Non serve la parola “cospirazione”, ormai, dato che gli organi internazionali
agiscono alla la luce del sole col silenzio di tutti, indipendentemente dai
conflitti politici interni a ciascun paese, dibattiti che ovviamente ci sono,
seppure all’interno di un orizzonte borghese e democratico. Un orizzonte che
oggi, certo,davanti alle nuove economie in crescita mostra la corda ma non
ammette altro da sé e con questa scusa sta letteralmente cancellando ogni
possibile “concorrenza” con l’uso sia della forza militare, sia con quello
dell’invasione culturale che nell’ultimo decennio ha dato la sua più energica
spallata ai cervelli grazie alla nascita di Internet.
Considerazioni, queste, fatte senza contare l’aspetto ecologico-ambientale,
spesso tirato in ballo per comodità da alcune sinistre, ma mai realmente
prospettato nella sua apocalittica concretezza.
Quello che forse un tempo era più legittimo definire “complotto” ma che oggi è
lo stato delle cose contro il quale ben pochi protestano è un dispiegamento di
forze su ogni piano del vivere civile: politica, polizia, istruzione,
spettacolo, produzione accademica, informazione, economia.
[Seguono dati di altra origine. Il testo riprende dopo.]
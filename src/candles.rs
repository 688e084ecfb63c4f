//! The candle pipeline: resolve the ticker, fetch OHLCV, append indicators.

use crate::config::AppConfig;
use crate::error::ExchangeError;
use crate::exchange::Exchange;
use crate::indicators::{AugmentedCandle, Indicator, apply_indicators};
use crate::models::{Candle, Symbol, Delimiter, Timeframe};
use crate::resolver::resolve_candles;
use futures::future::try_join_all;
use serde::Serialize;
use tracing::{debug, info};

/// Augmented candles for one ticker on one exchange.
#[derive(Serialize, Debug, Clone, PartialEq)]
pub struct CandleTable {
    pub exchange: String,
    pub ticker: String,
    /// The symbol the exchange accepted, `None` when resolution failed.
    pub symbol: Option<String>,
    pub rows: Vec<AugmentedCandle>,
}

impl CandleTable {
    pub fn empty(exchange: &str, ticker: &str) -> Self {
        Self {
            exchange: exchange.to_string(),
            ticker: ticker.to_uppercase(),
            symbol: None,
            rows: Vec::new(),
        }
    }

    pub fn is_empty(&self) -> bool {
        self.rows.is_empty()
    }

    pub fn series(&self, column: &str) -> Vec<Option<f64>> {
        self.rows.iter().map(|r| r.column(column)).collect()
    }

    pub fn last(&self, column: &str) -> Option<f64> {
        self.rows.last().and_then(|r| r.column(column))
    }

    /// File stem for exports: `binance_BTC-USDT`.
    pub fn file_stem(&self) -> String {
        let symbol = self
            .symbol
            .as_deref()
            .unwrap_or(&self.ticker)
            .replace(['/', ':'], "-");
        format!("{}_{}", self.exchange, symbol)
    }
}

#[derive(Debug, Clone, PartialEq)]
pub struct FetchRequest {
    pub ticker: String,
    /// Quote currency used when `stable_coin` is off.
    pub market: String,
    pub timeframe: Timeframe,
    pub limit: usize,
    /// Cycle through the configured stablecoins instead of `market`.
    pub stable_coin: bool,
    pub apply_indicators: bool,
    pub indicators: Vec<Indicator>,
}

impl FetchRequest {
    /// A full pair such as `ETH/EUR` pins the market instead of cycling stablecoins.
    pub fn new(ticker: &str, config: &AppConfig) -> Self {
        Self {
            ticker: String::new(),
            market: "USD".to_string(),
            timeframe: config.candles.timeframe,
            limit: config.candles.limit,
            stable_coin: true,
            apply_indicators: true,
            indicators: config.indicators.enabled.clone(),
        }
        .with_ticker(ticker)
    }

    /// This request for another ticker. A bare ticker keeps the quote
    /// settings, a full pair replaces them with its own quote.
    pub fn with_ticker(&self, ticker: &str) -> Self {
        let mut request = self.clone();
        match Symbol::parse(ticker) {
            Some(pair) => {
                request.ticker = pair.base;
                request.market = pair.quote;
                request.stable_coin = false;
            }
            None => request.ticker = ticker.to_string(),
        }
        request
    }

    /// Whether the quote currency came from the ticker itself.
    pub fn is_pair(ticker: &str) -> bool {
        Symbol::parse(ticker).is_some()
    }

    fn quotes(&self, stable_coins: &[String]) -> Vec<String> {
        if self.stable_coin {
            stable_coins.to_vec()
        } else {
            vec![self.market.clone()]
        }
    }
}

/// Fetches and augments candles for `request.ticker`.
///
/// An unresolved ticker yields an empty table; only non-symbol failures are errors.
pub async fn fetch_candles(
    exchange: &dyn Exchange,
    request: &FetchRequest,
    config: &AppConfig,
) -> Result<CandleTable, ExchangeError> {
    let quotes = request.quotes(&config.stable_coins);
    let resolution = resolve_candles(
        exchange,
        &request.ticker,
        &quotes,
        request.timeframe,
        request.limit,
    )
    .await?;

    let mut table = CandleTable::empty(exchange.name(), &request.ticker);
    let Some(symbol) = resolution.symbol().map(str::to_string) else {
        return Ok(table);
    };
    let candles = resolution.into_candles();

    let enabled: &[Indicator] = if request.apply_indicators {
        &request.indicators
    } else {
        &[]
    };
    debug!(
        "{} {}: {} candles, indicators {:?}",
        exchange.name(),
        symbol,
        candles.len(),
        enabled
    );
    table.rows = apply_indicators(candles, &config.indicators, enabled);
    table.symbol = Some(symbol);
    Ok(table)
}

/// Raw candles for `TICKER/MARKET` on every ticker at once.
///
/// Requests run concurrently and the first failure fails the whole batch.
pub async fn fetch_multiple_candles(
    exchange: &dyn Exchange,
    tickers: &[String],
    market: &str,
    timeframe: Timeframe,
    limit: usize,
) -> Result<Vec<Vec<Candle>>, ExchangeError> {
    let symbols: Vec<String> = tickers
        .iter()
        .map(|t| Symbol::new(t, market).format(Delimiter::Slash))
        .collect();
    info!("Fetching {} symbols from {}", symbols.len(), exchange.name());

    try_join_all(
        symbols
            .iter()
            .map(|symbol| exchange.fetch_ohlcv(symbol, timeframe, limit)),
    )
    .await
}

/// `(v[i] - v[i-w]) / v[i-w]`
pub fn trajectory(values: &[Option<f64>], window: usize) -> Vec<Option<f64>> {
    values
        .iter()
        .enumerate()
        .map(|(i, current)| {
            let previous = values.get(i.checked_sub(window)?).copied().flatten()?;
            let current = (*current)?;
            (previous != 0.0).then(|| (current - previous) / previous)
        })
        .collect()
}

/// Pointwise `1 - |b - c| / max(b)` over two change series.
///
/// `None` when the base series is empty or its maximum is zero.
pub fn similarity_scores(base: &[f64], compare: &[f64]) -> Option<Vec<f64>> {
    let max = base.iter().copied().fold(f64::NEG_INFINITY, f64::max);
    if !max.is_finite() || max == 0.0 {
        return None;
    }
    Some(
        base.iter()
            .zip(compare)
            .map(|(b, c)| 1.0 - (b - c).abs() / max)
            .collect(),
    )
}

/// Similarity of `compare_ticker`'s percent changes to `base_ticker`'s.
pub async fn compare_candles(
    exchange: &dyn Exchange,
    base_ticker: &str,
    compare_ticker: &str,
    config: &AppConfig,
) -> Result<Option<Vec<f64>>, ExchangeError> {
    let base = fetch_candles(exchange, &FetchRequest::new(base_ticker, config), config).await?;
    let compare = fetch_candles(exchange, &FetchRequest::new(compare_ticker, config), config).await?;

    let changes = |table: &CandleTable| -> Vec<f64> { table.series("change").into_iter().flatten().collect() };
    let (base_changes, compare_changes) = (changes(&base), changes(&compare));
    if base_changes.is_empty() || compare_changes.is_empty() {
        return Ok(None);
    }
    Ok(similarity_scores(&base_changes, &compare_changes))
}

#[cfg(test)]
mod tests {
    use super::*;
    use crate::resolver::tests::MockExchange;

    fn rising(n: usize) -> Vec<f64> {
        (0..n).map(|i| 100.0 + i as f64 + (i % 3) as f64).collect()
    }

    #[tokio::test]
    async fn test_fetch_candles_augments_resolved_symbol() {
        let exchange = MockExchange::accepting(&["BTC/USDT"], rising(60));
        let config = AppConfig::default();

        let table = fetch_candles(&exchange, &FetchRequest::new("btc", &config), &config)
            .await
            .unwrap();

        assert_eq!(table.symbol.as_deref(), Some("BTC/USDT"));
        assert_eq!(table.rows.len(), 60);
        assert!(table.last("rsi").is_some());
        assert!(table.last("ema_20").is_some());
        assert!(table.last("ema_200").is_none());
        assert_eq!(table.file_stem(), "mock_BTC-USDT");
    }

    #[tokio::test]
    async fn test_fetch_candles_unresolved_is_empty() {
        let exchange = MockExchange::accepting(&[], vec![]);
        let config = AppConfig::default();

        let table = fetch_candles(&exchange, &FetchRequest::new("xyz", &config), &config)
            .await
            .unwrap();

        assert!(table.is_empty());
        assert_eq!(table.symbol, None);
        assert_eq!(table.file_stem(), "mock_XYZ");
    }

    #[tokio::test]
    async fn test_fetch_candles_without_indicators() {
        let exchange = MockExchange::accepting(&["ETH/EUR"], rising(40));
        let config = AppConfig::default();
        let mut request = FetchRequest::new("eth", &config);
        request.stable_coin = false;
        request.market = "eur".to_string();
        request.apply_indicators = false;

        let table = fetch_candles(&exchange, &request, &config).await.unwrap();

        assert_eq!(exchange.calls(), vec!["ETH/EUR"]);
        assert!(table.rows.iter().all(|r| r.rsi.is_none() && r.emas.is_empty()));
        assert!(table.last("change").is_some());
    }

    #[tokio::test]
    async fn test_pair_ticker_pins_market() {
        let exchange = MockExchange::accepting(&["ETH-EUR"], rising(10));
        let config = AppConfig::default();
        let request = FetchRequest::new("eth/eur", &config);

        assert_eq!(request.ticker, "ETH");
        assert!(!request.stable_coin);
        let table = fetch_candles(&exchange, &request, &config).await.unwrap();
        assert_eq!(exchange.calls(), vec!["ETH/EUR", "ETH-EUR"]);
        assert_eq!(table.ticker, "ETH");
    }

    #[test]
    fn test_with_ticker_keeps_template_settings() {
        let config = AppConfig::default();
        let mut template = FetchRequest::new("", &config);
        template.timeframe = Timeframe::H1;
        template.stable_coin = false;
        template.market = "EUR".to_string();

        let bare = template.with_ticker("sol");
        assert_eq!(bare.ticker, "sol");
        assert_eq!(bare.market, "EUR");
        assert_eq!(bare.timeframe, Timeframe::H1);

        let pair = FetchRequest::new("", &config).with_ticker("ETH/BTC");
        assert_eq!((pair.ticker.as_str(), pair.market.as_str()), ("ETH", "BTC"));
        assert!(!pair.stable_coin);
        assert!(FetchRequest::is_pair("eth-eur"));
        assert!(!FetchRequest::is_pair("eth"));
    }

    #[tokio::test]
    async fn test_fetch_multiple_fails_as_a_batch() {
        let exchange = MockExchange::accepting(&["BTC/USD", "ETH/USD"], rising(5));
        let tickers: Vec<String> = vec!["btc".into(), "eth".into()];

        let batch = fetch_multiple_candles(&exchange, &tickers, "usd", Timeframe::M1, 300)
            .await
            .unwrap();
        assert_eq!(batch.len(), 2);

        let tickers: Vec<String> = vec!["btc".into(), "doge".into()];
        let result = fetch_multiple_candles(&exchange, &tickers, "USD", Timeframe::M1, 300).await;
        assert!(matches!(result, Err(ExchangeError::BadSymbol(_))));
    }

    #[test]
    fn test_trajectory() {
        let values = vec![Some(10.0), Some(20.0), None, Some(15.0), Some(40.0)];
        let traj = trajectory(&values, 2);
        assert_eq!(traj[0], None);
        assert_eq!(traj[1], None);
        assert_eq!(traj[2], None);
        assert_eq!(traj[3], Some(-0.25));
        assert_eq!(traj[4], None);
    }

    #[test]
    fn test_similarity_scores() {
        let scores = similarity_scores(&[1.0, 2.0, -1.0], &[1.0, 1.0, 1.0]).unwrap();
        assert_eq!(scores, vec![1.0, 0.5, 0.0]);
        assert!(similarity_scores(&[], &[1.0]).is_none());
        assert!(similarity_scores(&[0.0, -1.0], &[1.0, 1.0]).is_none());
    }

    #[tokio::test]
    async fn test_compare_candles_identical_series_scores_one() {
        let exchange = MockExchange::accepting(&["BTC/USD", "ETH/USD"], rising(20));
        let config = AppConfig::default();

        let scores = compare_candles(&exchange, "BTC", "ETH", &config)
            .await
            .unwrap()
            .unwrap();

        assert_eq!(scores.len(), 19);
        assert!(scores.iter().all(|s| (s - 1.0).abs() < 1e-12));
    }

    #[tokio::test]
    async fn test_compare_candles_missing_series() {
        let exchange = MockExchange::accepting(&["BTC/USD"], rising(20));
        let config = AppConfig::default();

        let scores = compare_candles(&exchange, "BTC", "NOPE", &config).await.unwrap();
        assert!(scores.is_none());
    }
}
Dal secondo
dopoguerra ad oggi queste entità impersonali hanno lavorato e tutt’ora lavorano
per portare a compimento una guerra contro lo spirito identitario (oggi
europeo, ma presto mondiale, vista la luce in cui i giornali mettono da qualche
anno Chavez), una lotta che ha luogo da duemila anni al servizio della
profetica allucinazione sionista. E’ vero che non è facile districarsi da
questa ragnatela informativo-istituzionale ed è altrettanto vero che chi lo fa
si vede puntato contro l’indice dalle pecore che Orwell descriveva ne “la
fattoria degli animali”, ma è altrettanto vero che, nonostante tutto ciò,
esistono coscienze che per indole o per esperienze personali riescono a
maturare una coscienza autonoma rispetto al Pensiero Unico. E quindi, di tanto
in tanto, compaiono figure non allineate che sicuramente portano del nutrimento
alle menti non del tutto addormentate. Le menti che, colte dal pessimismo,
ritengono irreversibile il processo in corso sbagliano non nel considerare
effettivamente drammatica la velocità della precipitazione attualmente in
corso, ma nel ritenere che non sia possibile, se non invertire il processo in
atto, perlomeno traghettare in mezzo a questo caos dei valori antitetici a
quelli dell’establishment, con l’auspicio che possano germogliare esseri
migliori nei prossimi tempi. Specie alla luce dell’attuale crisi economica, una
vera e propria resa dei conti che potrebbe dare un drammatico scossone allo
stato attuale delle cose. E’ in questa ottica che va organizzata l’unica
possibile risposta alla marea atlantista: resistenza e trasmissione dello
spirito europeo a coloro che verranno.